Making a stand against Internet Explorer

That Microsoft seems to have turned a corner onto hard-times causes me zero remorse. I don’t ever look wistfully back to the glory days when Microsoft was doing such a great job at this thing or that thing, nor do I fondly remember that awesome Microsoft product I used to own but can no longer get. That’s because Microsoft never made any of those products. The only products Microsoft made were ones that stood in your way: Windows Millennium, Windows Vista, Paint (yes, though you all secretly love it, Paint!), Windows Media Player, and, of course, Internet Explorer.

I was talking to Jim the other day about the progress towards migrating infectionNet from Drupal to WordPress. We talked about some of the major CMS-related things, talked about a new design, and as we were about to hang up, Jim dug the knife in:

—You know it doesn’t look right in IE7, right? He asked, innocently.

And of course I knew it didn’t look right in IE7. I didn’t even need to check before knowing it didn’t look right. How could it possibly look right this time if it has never looks right before?

For years I used to wonder why my websites looked different in IE, wondered why Microsoft couldn’t just get inline with everyone else. At one point I was so perplexed by the state of things that I even wondered why everyone else couldn’t just get inline with Microsoft. Years later, I finally feel like I know why: Because they don’t have to.

For all those years that we spent figuring out clever browser hacks and work-arounds and writing blog posts just like this one, we’re no further ahead. IE9, which isn’t anticipated to have wide global adoption for many, many years down the road, still doesn’t have many of the features that Chrome, Firefox, and Safari have today. (I won’t even link to the hundreds of vocal complaints out there, but please google “IE9 CSS3 support” for evidence).

The astute reader, then, will be surprised to learn of how the design/development community reacted to the news if IE9? Overwhelmingly, it was with lauding and cheers: “A huge step in the right direction,” many claimed. After more than a decade of heel-dragging, disregard for web standards, and a blatant disrespect for hardworking web professionals, we turned around and told the biggest software company in the world that they were making some good first steps. I can think of only one word to describe how this makes me feel: infuriated.

These were not “steps in the right direction,” it’s just more steps in the opposite direction. In 5 (10?) years time, we will still be writing hacks and work-arounds to make our websites look the same in IE as it does in the other browsers. Sure, we’ll be writing different hacks to solve different problems thatn IE6, 7 and 8 presented, but we’ll still be doing the same thing: bending over backwards, trying to accommodate a company that refuses to play by (or even recognize) the rules.
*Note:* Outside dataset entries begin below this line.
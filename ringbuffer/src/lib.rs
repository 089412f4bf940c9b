//! Growable circular byte buffers.
//!
//! This crate provides the read/write staging buffer used between byte-stream
//! producers and consumers, e.g. a network connection and its frame decoder.
//!
//! - [`RingBuffer`]: A circular byte buffer that grows instead of rejecting writes
//! - [`SyncRingBuffer`]: The same buffer behind a single lock, shareable across threads
//! - [`LinkBuffer`]: A primary buffer that spills into an overflow buffer
//! - [`BufferPool`]: Recycles buffers between short-lived owners
//!
//! # Reading and Writing
//!
//! Writes always succeed. When a write needs more room than is free, the
//! storage is reallocated and the readable bytes are moved to the front.
//! Reads copy out whatever is available and report [`BufferError::Empty`]
//! when there is nothing, which callers treat as "try again later".
//!
//! ```
//! use giztoy_ringbuffer::{BufferError, RingBuffer};
//!
//! let mut buf = RingBuffer::new(1024);
//! buf.write(b"abcd");
//! assert_eq!(buf.len(), 4);
//! assert_eq!(buf.free(), 1020);
//!
//! let mut out = [0u8; 4];
//! buf.read(&mut out).unwrap();
//! assert_eq!(&out, b"abcd");
//! assert_eq!(buf.read(&mut out), Err(BufferError::Empty));
//! ```
//!
//! # Lookahead
//!
//! [`RingBuffer::peek`] borrows up to two segments without moving the read
//! cursor, and [`RingBuffer::retrieve`] drops bytes once they are handled.
//! For decoders that need to consume bytes tentatively, the virtual read
//! methods ([`RingBuffer::virtual_read`], [`RingBuffer::virtual_flush`],
//! [`RingBuffer::virtual_revert`]) advance a shadow cursor that can be
//! committed or rolled back.
//!
//! # Thread Safety
//!
//! [`RingBuffer`] is `Send` but has no internal locking. [`SyncRingBuffer`]
//! is `Send + Sync` and can be shared between threads using `Clone` (which
//! shares the underlying buffer via `Arc`).
//!
//! # Convenience Functions
//!
//! The [`bytes`] module provides constructors for common sizes:
//!
//! ```
//! use giztoy_ringbuffer::{ring_bytes_4kb, sync_ring_bytes_4kb};
//!
//! let local = ring_bytes_4kb();
//! let shared = sync_ring_bytes_4kb();
//! ```

pub mod bytes;
mod error;
mod link_buffer;
pub mod pool;
mod ring_buffer;
mod sync_ring_buffer;
mod virtual_cursor;

pub use bytes::*;
pub use error::{BufferError, Result};
pub use link_buffer::LinkBuffer;
pub use pool::{BufferPool, PoolConfig};
pub use ring_buffer::RingBuffer;
pub use sync_ring_buffer::SyncRingBuffer;
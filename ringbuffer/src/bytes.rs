//! Convenience functions for creating ring buffers of common sizes.

use crate::{RingBuffer, SyncRingBuffer};

/// Creates a 256B ring buffer.
pub fn ring_bytes_256b() -> RingBuffer {
    RingBuffer::new(256)
}

/// Creates a 1KB ring buffer.
pub fn ring_bytes_1kb() -> RingBuffer {
    RingBuffer::new(1024)
}

/// Creates a 4KB ring buffer.
pub fn ring_bytes_4kb() -> RingBuffer {
    RingBuffer::new(4096)
}

/// Creates a 16KB ring buffer.
pub fn ring_bytes_16kb() -> RingBuffer {
    RingBuffer::new(16384)
}

/// Creates a 64KB ring buffer.
pub fn ring_bytes_64kb() -> RingBuffer {
    RingBuffer::new(65536)
}

/// Creates a ring buffer with the specified capacity.
pub fn ring_bytes(size: usize) -> RingBuffer {
    RingBuffer::new(size)
}

/// Creates a 4KB thread-safe ring buffer.
pub fn sync_ring_bytes_4kb() -> SyncRingBuffer {
    SyncRingBuffer::new(4096)
}

/// Creates a thread-safe ring buffer with the specified capacity.
pub fn sync_ring_bytes(size: usize) -> SyncRingBuffer {
    SyncRingBuffer::new(size)
}
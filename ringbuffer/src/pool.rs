//! Recycling pool for [`RingBuffer`] instances.
//!
//! Connection-oriented code tends to allocate one buffer per connection and
//! drop it on disconnect. A pool keeps recently released buffers around so
//! the next connection can reuse their storage.
//!
//! ```
//! use giztoy_ringbuffer::{BufferPool, PoolConfig};
//!
//! let pool = BufferPool::new(PoolConfig {
//!     initial_capacity: 256,
//!     ..Default::default()
//! })
//! .unwrap();
//!
//! let mut buf = pool.get();
//! buf.write(b"request");
//! pool.put(buf);
//!
//! let buf = pool.get();
//! assert_eq!(buf.capacity(), 256);
//! assert!(buf.is_empty());
//! ```

use once_cell::sync::Lazy;
use parking_lot::Mutex;
use serde::{Deserialize, Serialize};
use tracing::{debug, trace};

use crate::error::{BufferError, Result};
use crate::ring_buffer::RingBuffer;

/// Default capacity of buffers allocated by a pool.
pub const DEFAULT_INITIAL_CAPACITY: usize = 1024;
/// Default number of idle buffers a pool retains.
pub const DEFAULT_MAX_IDLE: usize = 64;
/// Default capacity above which released buffers are dropped.
pub const DEFAULT_MAX_RETAINED_CAPACITY: usize = 1 << 20;

/// Pool configuration.
#[derive(Debug, Clone, PartialEq, Eq, Serialize, Deserialize)]
#[serde(default)]
pub struct PoolConfig {
    /// Capacity of newly allocated buffers.
    pub initial_capacity: usize,

    /// Maximum number of idle buffers kept for reuse.
    pub max_idle: usize,

    /// Buffers that grew beyond this capacity are dropped on release
    /// instead of being kept.
    pub max_retained_capacity: usize,
}

impl Default for PoolConfig {
    fn default() -> Self {
        PoolConfig {
            initial_capacity: DEFAULT_INITIAL_CAPACITY,
            max_idle: DEFAULT_MAX_IDLE,
            max_retained_capacity: DEFAULT_MAX_RETAINED_CAPACITY,
        }
    }
}

impl PoolConfig {
    /// Checks that the configuration is usable.
    pub fn validate(&self) -> Result<()> {
        if self.max_idle == 0 {
            return Err(BufferError::InvalidConfig(
                "max_idle must be positive".to_string(),
            ));
        }
        if self.initial_capacity > self.max_retained_capacity {
            return Err(BufferError::InvalidConfig(format!(
                "initial_capacity {} exceeds max_retained_capacity {}",
                self.initial_capacity, self.max_retained_capacity
            )));
        }
        Ok(())
    }
}

/// A thread-safe pool of reusable buffers.
///
/// Buffers are reset when returned with [`put`](Self::put), so a buffer
/// obtained from [`get`](Self::get) is always empty. Only return buffers that
/// no one else is still using.
#[derive(Debug)]
pub struct BufferPool {
    config: PoolConfig,
    idle: Mutex<Vec<RingBuffer>>,
}

impl Default for BufferPool {
    fn default() -> Self {
        BufferPool {
            config: PoolConfig::default(),
            idle: Mutex::new(Vec::new()),
        }
    }
}

impl BufferPool {
    /// Creates a pool with the given configuration.
    pub fn new(config: PoolConfig) -> Result<Self> {
        config.validate()?;
        Ok(BufferPool {
            idle: Mutex::new(Vec::with_capacity(config.max_idle.min(DEFAULT_MAX_IDLE))),
            config,
        })
    }

    /// Returns the pool configuration.
    pub fn config(&self) -> &PoolConfig {
        &self.config
    }

    /// Returns an empty buffer, reusing an idle one if any.
    pub fn get(&self) -> RingBuffer {
        self.get_with_capacity(0)
    }

    /// Returns an empty buffer with at least `min_capacity` bytes of storage.
    ///
    /// Reuses the most recently released idle buffer that is large enough,
    /// otherwise allocates `max(min_capacity, initial_capacity)`.
    pub fn get_with_capacity(&self, min_capacity: usize) -> RingBuffer {
        {
            let mut idle = self.idle.lock();
            if let Some(pos) = idle.iter().rposition(|b| b.capacity() >= min_capacity) {
                let buf = idle.swap_remove(pos);
                trace!(capacity = buf.capacity(), "ringbuffer pool: reuse");
                return buf;
            }
        }

        let capacity = min_capacity.max(self.config.initial_capacity);
        trace!(capacity, "ringbuffer pool: allocate");
        RingBuffer::new(capacity)
    }

    /// Resets `buf` and keeps it for reuse.
    ///
    /// The buffer is dropped instead if it grew beyond
    /// `max_retained_capacity` or the pool already holds `max_idle` buffers.
    pub fn put(&self, mut buf: RingBuffer) {
        if buf.capacity() > self.config.max_retained_capacity {
            debug!(
                capacity = buf.capacity(),
                max = self.config.max_retained_capacity,
                "ringbuffer pool: dropping oversized buffer"
            );
            return;
        }

        buf.reset();
        let mut idle = self.idle.lock();
        if idle.len() >= self.config.max_idle {
            debug!(idle = idle.len(), "ringbuffer pool: full, dropping buffer");
            return;
        }
        idle.push(buf);
    }

    /// Returns the number of idle buffers.
    pub fn idle(&self) -> usize {
        self.idle.lock().len()
    }

    /// Drops every idle buffer.
    pub fn clear(&self) {
        self.idle.lock().clear();
    }
}

static DEFAULT_POOL: Lazy<BufferPool> = Lazy::new(BufferPool::default);

/// Returns the process-wide pool used by [`get`] and [`put`].
pub fn default_pool() -> &'static BufferPool {
    &DEFAULT_POOL
}

/// Takes a buffer from the process-wide pool.
pub fn get() -> RingBuffer {
    DEFAULT_POOL.get()
}

/// Returns a buffer to the process-wide pool.
pub fn put(buf: RingBuffer) {
    DEFAULT_POOL.put(buf)
}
Time for an agressive approach

What might have been if a company like Apple or Google or Yahoo or Facebook or Twitter had shut the doors on IE users. What if, for example, when you went to Facebook.com in IE, you saw a message saying:

—Dear Sir/Madamme: Please go download a modern browser, or get off the internet.

What would happen? Let’s suggest for a minute that it happened to your Nan, or your Mom or your great Uncle. Do you honestly think that your Nan wouldn’t be able to get on Facebook without Internet Explorer? She’d call you up, you’d talk her through downloading Safari/Chrome/Firefox and she’d be back on Facebook in about 20 minutes. Problem solved—forever.

Maybe I’m looking at this too naively. Maybe it doesn’t make sense for a company like Facebook to block out hundreds of millions of Internet Explorer visitors. Or, maybe, just maybe, that’s exactly the kind of gentle encouragement Microsoft needs to get with the program.

We need to stop thinking about this problem as an immovable wall we need to build around. It’s long time for the wall to come down.